I had the good fortune, back in 1966, to marry a gorgeous woman who couldn't stand the peck-peck-peck of my typewriter—especially after our kids arrived, and silence in the evening was the whole purpose of getting through the day.

Far from being a career-stopper or a marriage-breaker, this was an advantage. While my wife sat and read in the den, I parked myself at the kitchen table with a loose-leaf binder and a ballpoint pen. I would scribble silently for an hour or two (or fifteen minutes, on bad days), and we'd stagger off to bed.

That looseleaf binder went with me to some of the most boring faculty meetings in Canadian academic history, and to my daughters' music lessons, and on holidays. I'd fill page after page, and revise passages with a quick horizontal slash through any line that wasn't earning its keep.

This was of course still the typewriter age; in those days, to change a page of typescript was big deal. But it was dead easy to cut and rewrite in longhand.

Better yet, I'd wait until my wife was out of the house. Then I'd fire up my IBM Selectric (with a way-cool correcting tape!) and transcribe my scrawls into clean typescript, revising as I went along.

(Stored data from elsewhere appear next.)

use std::sync::Arc;
use std::time::Duration;

use agents::domain::{validate, GENERAL};
use agents::{
    CapabilityAnswer, ClassificationCapability, ClassificationContext, DomainClassifier,
    KeywordCapability,
};
use async_trait::async_trait;
use serde_json::{json, Value};
use tabular::{Dataset, Row};

fn sales_dataset() -> Dataset {
    let headers: Vec<String> = ["date", "product", "sales", "region", "cost"]
        .iter()
        .map(|h| h.to_string())
        .collect();
    let rows: Vec<Vec<Value>> = vec![
        vec![json!("2024-01-01"), json!("Widget"), json!(100), json!("North"), json!(60)],
        vec![json!("2024-01-02"), json!("Gadget"), json!(200), json!("South"), json!(120)],
        vec![json!("2024-01-03"), json!("Widget"), json!(150), json!("East"), json!(90)],
    ];
    let rows: Vec<Row> = rows
        .into_iter()
        .map(|r| headers.iter().cloned().zip(r).collect())
        .collect();
    Dataset::from_rows("sales.csv", headers, rows).unwrap()
}

fn context(ds: &Dataset) -> ClassificationContext {
    ClassificationContext::build(&ds.name, ds.row_count, &ds.columns, ds.sample_rows(5))
}

struct Fixed(CapabilityAnswer);

#[async_trait]
impl ClassificationCapability for Fixed {
    fn name(&self) -> &str {
        "fixed"
    }

    async fn classify(&self, _ctx: &ClassificationContext) -> anyhow::Result<CapabilityAnswer> {
        Ok(self.0.clone())
    }
}

struct Slow(Duration);

#[async_trait]
impl ClassificationCapability for Slow {
    fn name(&self) -> &str {
        "slow"
    }

    async fn classify(&self, _ctx: &ClassificationContext) -> anyhow::Result<CapabilityAnswer> {
        tokio::time::sleep(self.0).await;
        Ok(CapabilityAnswer {
            domain: "sales".into(),
            confidence: 0.9,
            secondary: vec![],
        })
    }
}

struct Broken;

#[async_trait]
impl ClassificationCapability for Broken {
    fn name(&self) -> &str {
        "broken"
    }

    async fn classify(&self, _ctx: &ClassificationContext) -> anyhow::Result<CapabilityAnswer> {
        anyhow::bail!("malformed response")
    }
}

fn answer(domain: &str, confidence: f64) -> CapabilityAnswer {
    CapabilityAnswer {
        domain: domain.to_string(),
        confidence,
        secondary: vec![],
    }
}

#[tokio::test]
async fn test_keyword_capability_picks_sales() {
    let ds = sales_dataset();
    let classifier = DomainClassifier::new(Arc::new(KeywordCapability), Duration::from_secs(1));

    let out = classifier.classify(&context(&ds)).await;
    assert_eq!(out.domain, "sales");
    assert!((out.confidence - 0.35).abs() < 1e-9);
    assert_eq!(out.source, "keyword");
    assert!(!out.is_fallback());
}

#[tokio::test]
async fn test_keyword_capability_without_signal_is_general() {
    let headers = vec!["alpha".to_string(), "beta".to_string()];
    let rows: Vec<Row> = vec![[("alpha".to_string(), json!(1)), ("beta".to_string(), json!(2))]
        .into_iter()
        .collect()];
    let ds = Dataset::from_rows("x.csv", headers, rows).unwrap();

    let answer = KeywordCapability.classify(&context(&ds)).await.unwrap();
    assert_eq!(answer.domain, GENERAL);
    assert_eq!(answer.confidence, 0.0);
}

#[tokio::test]
async fn test_timeout_falls_back_to_general() {
    let ds = sales_dataset();
    let classifier = DomainClassifier::new(
        Arc::new(Slow(Duration::from_millis(500))),
        Duration::from_millis(20),
    );

    let out = classifier.classify(&context(&ds)).await;
    assert_eq!(out.domain, GENERAL);
    assert_eq!(out.confidence, 0.0);
    assert!(out.fallback_reason.unwrap().contains("timed out"));
}

#[tokio::test]
async fn test_capability_error_falls_back_to_general() {
    let ds = sales_dataset();
    let classifier = DomainClassifier::new(Arc::new(Broken), Duration::from_secs(1));

    let out = classifier.classify(&context(&ds)).await;
    assert_eq!(out.domain, GENERAL);
    assert_eq!(out.confidence, 0.0);
    assert!(out.fallback_reason.unwrap().contains("malformed response"));
}

#[tokio::test]
async fn test_unknown_label_falls_back() {
    let ds = sales_dataset();
    let classifier = DomainClassifier::new(
        Arc::new(Fixed(answer("astrology", 0.99))),
        Duration::from_secs(1),
    );

    let out = classifier.classify(&context(&ds)).await;
    assert_eq!(out.domain, GENERAL);
    assert_eq!(out.confidence, 0.0);
    assert!(out.is_fallback());
}

#[test]
fn test_labels_normalized_and_confidence_clamped() {
    let out = validate(answer(" Customer Service ", 1.7), "fixed");
    assert_eq!(out.domain, "customer_service");
    assert_eq!(out.confidence, 1.0);

    assert_eq!(validate(answer("financial", f64::NAN), "fixed").confidence, 0.0);
    assert_eq!(validate(answer("financial", -0.2), "fixed").confidence, 0.0);
}

#[test]
fn test_secondary_domains_filtered_and_sorted() {
    let out = validate(
        CapabilityAnswer {
            domain: "sales".into(),
            confidence: 0.8,
            secondary: vec![
                ("marketing".into(), 0.4),
                ("sales".into(), 0.9),
                ("astrology".into(), 0.7),
                ("ecommerce".into(), 0.6),
                ("hr".into(), 0.3),
            ],
        },
        "fixed",
    );

    let names: Vec<_> = out.secondary_domains.iter().map(|s| s.domain.as_str()).collect();
    assert_eq!(names, vec!["ecommerce", "marketing"]);
}

#[test]
fn test_context_is_deterministic() {
    let ds = sales_dataset();
    let a = serde_json::to_vec(&context(&ds)).unwrap();
    let b = serde_json::to_vec(&context(&ds)).unwrap();
    assert_eq!(a, b);
}
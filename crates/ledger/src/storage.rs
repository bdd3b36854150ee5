//! Storage trait and implementations

use std::collections::BTreeMap;
use std::fs;
use std::path::{Path, PathBuf};
use std::sync::{Arc, RwLock};

use thiserror::Error;

#[derive(Debug, Error)]
pub enum StorageError {
    #[error("io error on {path}: {source}")]
    Io {
        path: PathBuf,
        #[source]
        source: std::io::Error,
    },

    #[error("encoding error: {0}")]
    Encoding(String),

    #[error("storage unavailable: {0}")]
    Unavailable(String),
}

/// One mutation inside a [`Storage::write_batch`].
#[derive(Clone, Debug, PartialEq, Eq)]
pub enum WriteOp {
    Put(Vec<u8>, Vec<u8>),
    Delete(Vec<u8>),
}

impl WriteOp {
    pub fn key(&self) -> &[u8] {
        match self {
            WriteOp::Put(k, _) => k,
            WriteOp::Delete(k) => k,
        }
    }

    fn apply(&self, data: &mut BTreeMap<Vec<u8>, Vec<u8>>) {
        match self {
            WriteOp::Put(k, v) => {
                data.insert(k.clone(), v.clone());
            }
            WriteOp::Delete(k) => {
                data.remove(k);
            }
        }
    }
}

/// Byte-oriented key/value backend.
///
/// `write_batch` must be all-or-nothing from a reader's point of view; the
/// default implementation is only suitable for backends where a single
/// mutation cannot fail halfway.
pub trait Storage: Send + Sync {
    fn get(&self, key: &[u8]) -> Result<Option<Vec<u8>>, StorageError>;
    fn put(&mut self, key: &[u8], value: &[u8]) -> Result<(), StorageError>;
    fn delete(&mut self, key: &[u8]) -> Result<(), StorageError>;
    fn keys_with_prefix(&self, prefix: &[u8]) -> Result<Vec<Vec<u8>>, StorageError>;

    fn write_batch(&mut self, ops: &[WriteOp]) -> Result<(), StorageError> {
        for op in ops {
            match op {
                WriteOp::Put(k, v) => self.put(k, v)?,
                WriteOp::Delete(k) => self.delete(k)?,
            }
        }
        Ok(())
    }
}

impl<S: Storage + ?Sized> Storage for Box<S> {
    fn get(&self, key: &[u8]) -> Result<Option<Vec<u8>>, StorageError> {
        (**self).get(key)
    }

    fn put(&mut self, key: &[u8], value: &[u8]) -> Result<(), StorageError> {
        (**self).put(key, value)
    }

    fn delete(&mut self, key: &[u8]) -> Result<(), StorageError> {
        (**self).delete(key)
    }

    fn keys_with_prefix(&self, prefix: &[u8]) -> Result<Vec<Vec<u8>>, StorageError> {
        (**self).keys_with_prefix(prefix)
    }

    fn write_batch(&mut self, ops: &[WriteOp]) -> Result<(), StorageError> {
        (**self).write_batch(ops)
    }
}

fn poisoned() -> StorageError {
    StorageError::Unavailable("storage lock poisoned".to_string())
}

fn scan_prefix(data: &BTreeMap<Vec<u8>, Vec<u8>>, prefix: &[u8]) -> Vec<Vec<u8>> {
    data.range(prefix.to_vec()..)
        .take_while(|(k, _)| k.starts_with(prefix))
        .map(|(k, _)| k.clone())
        .collect()
}

/// In-memory storage (for testing and demos)
#[derive(Clone, Default)]
pub struct InMemoryStorage {
    data: Arc<RwLock<BTreeMap<Vec<u8>, Vec<u8>>>>,
}

impl InMemoryStorage {
    pub fn new() -> Self {
        Self::default()
    }
}

impl Storage for InMemoryStorage {
    fn get(&self, key: &[u8]) -> Result<Option<Vec<u8>>, StorageError> {
        let data = self.data.read().map_err(|_| poisoned())?;
        Ok(data.get(key).cloned())
    }

    fn put(&mut self, key: &[u8], value: &[u8]) -> Result<(), StorageError> {
        let mut data = self.data.write().map_err(|_| poisoned())?;
        data.insert(key.to_vec(), value.to_vec());
        Ok(())
    }

    fn delete(&mut self, key: &[u8]) -> Result<(), StorageError> {
        let mut data = self.data.write().map_err(|_| poisoned())?;
        data.remove(key);
        Ok(())
    }

    fn keys_with_prefix(&self, prefix: &[u8]) -> Result<Vec<Vec<u8>>, StorageError> {
        let data = self.data.read().map_err(|_| poisoned())?;
        Ok(scan_prefix(&data, prefix))
    }

    fn write_batch(&mut self, ops: &[WriteOp]) -> Result<(), StorageError> {
        let mut data = self.data.write().map_err(|_| poisoned())?;
        for op in ops {
            op.apply(&mut data);
        }
        Ok(())
    }
}

/// Snapshot-per-write file storage.
///
/// The whole map is re-encoded and swapped in with a rename on every write,
/// so a crash leaves either the previous or the next snapshot on disk.
pub struct FileBackedStorage {
    path: PathBuf,
    data: BTreeMap<Vec<u8>, Vec<u8>>,
}

impl FileBackedStorage {
    pub fn new(path: impl Into<PathBuf>) -> Result<Self, StorageError> {
        let path = path.into();
        if let Some(parent) = path.parent().filter(|p| !p.as_os_str().is_empty()) {
            fs::create_dir_all(parent).map_err(|source| StorageError::Io {
                path: parent.to_path_buf(),
                source,
            })?;
        }

        let data = if path.exists() {
            let bytes = fs::read(&path).map_err(|source| StorageError::Io {
                path: path.clone(),
                source,
            })?;
            if bytes.is_empty() {
                BTreeMap::new()
            } else {
                bincode::deserialize(&bytes).map_err(|e| StorageError::Encoding(e.to_string()))?
            }
        } else {
            BTreeMap::new()
        };

        Ok(Self { path, data })
    }

    pub fn path(&self) -> &Path {
        &self.path
    }

    fn flush(&self, data: &BTreeMap<Vec<u8>, Vec<u8>>) -> Result<(), StorageError> {
        let bytes = bincode::serialize(data).map_err(|e| StorageError::Encoding(e.to_string()))?;
        let tmp = self.path.with_extension("tmp");
        fs::write(&tmp, &bytes).map_err(|source| StorageError::Io {
            path: tmp.clone(),
            source,
        })?;
        fs::rename(&tmp, &self.path).map_err(|source| StorageError::Io {
            path: self.path.clone(),
            source,
        })
    }

    fn commit<F>(&mut self, f: F) -> Result<(), StorageError>
    where
        F: FnOnce(&mut BTreeMap<Vec<u8>, Vec<u8>>),
    {
        let mut next = self.data.clone();
        f(&mut next);
        self.flush(&next)?;
        self.data = next;
        Ok(())
    }
}

impl Storage for FileBackedStorage {
    fn get(&self, key: &[u8]) -> Result<Option<Vec<u8>>, StorageError> {
        Ok(self.data.get(key).cloned())
    }

    fn put(&mut self, key: &[u8], value: &[u8]) -> Result<(), StorageError> {
        self.commit(|d| {
            d.insert(key.to_vec(), value.to_vec());
        })
    }

    fn delete(&mut self, key: &[u8]) -> Result<(), StorageError> {
        self.commit(|d| {
            d.remove(key);
        })
    }

    fn keys_with_prefix(&self, prefix: &[u8]) -> Result<Vec<Vec<u8>>, StorageError> {
        Ok(scan_prefix(&self.data, prefix))
    }

    fn write_batch(&mut self, ops: &[WriteOp]) -> Result<(), StorageError> {
        self.commit(|d| {
            for op in ops {
                op.apply(d);
            }
        })
    }
}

It might seem cumbersome, but this was the procedure I followed for four or five of my published novels—and in those days I was publishing a novel every 18 months or so.

Computers of course transformed writing in many ways, but I still do a lot of writing in longhand. I don't have a laptop, and if I did, my wife would veto any idea of taking it on holidays. And I must admit that a couple of weeks of computer detox every summer is actually good for me.

That's why I still recommend toting a notebook of some kind around with you. With a laptop you may not have working batteries, or wireless, or an electrical outlet. With a notebook, all you need is a pen or pencil. If your dentist is running behind schedule, you can read some ancient magazine in the waiting room, or pull out your notebook and scribble some ideas for the next chapter (or describe your dentist's waiting room).

Some French novelist was famous for being unable to write unless dressed in a suit and tie, and writing on his preferred blue paper. Some modern writers can't write unless they've got the latest ultra-powerful computer, preferably a laptop so thin you could shave with it.

Well, I suggest you try out a binder with some filler paper. Write on every other line so you'll have room for changes, and don't worry about word counts or spell checking. Just get the story down on paper, and worry later about the printout.

Banished Words

It wouldn't be a new year without Lake Superior State University's list of banished words.

I don't always agree with them, but they remind me to think carefully before using a popular new expression. It may already be a cliché.

Of course, if you're trying to establish that one of your characters thinks and speaks in clichés, these are the terms to use.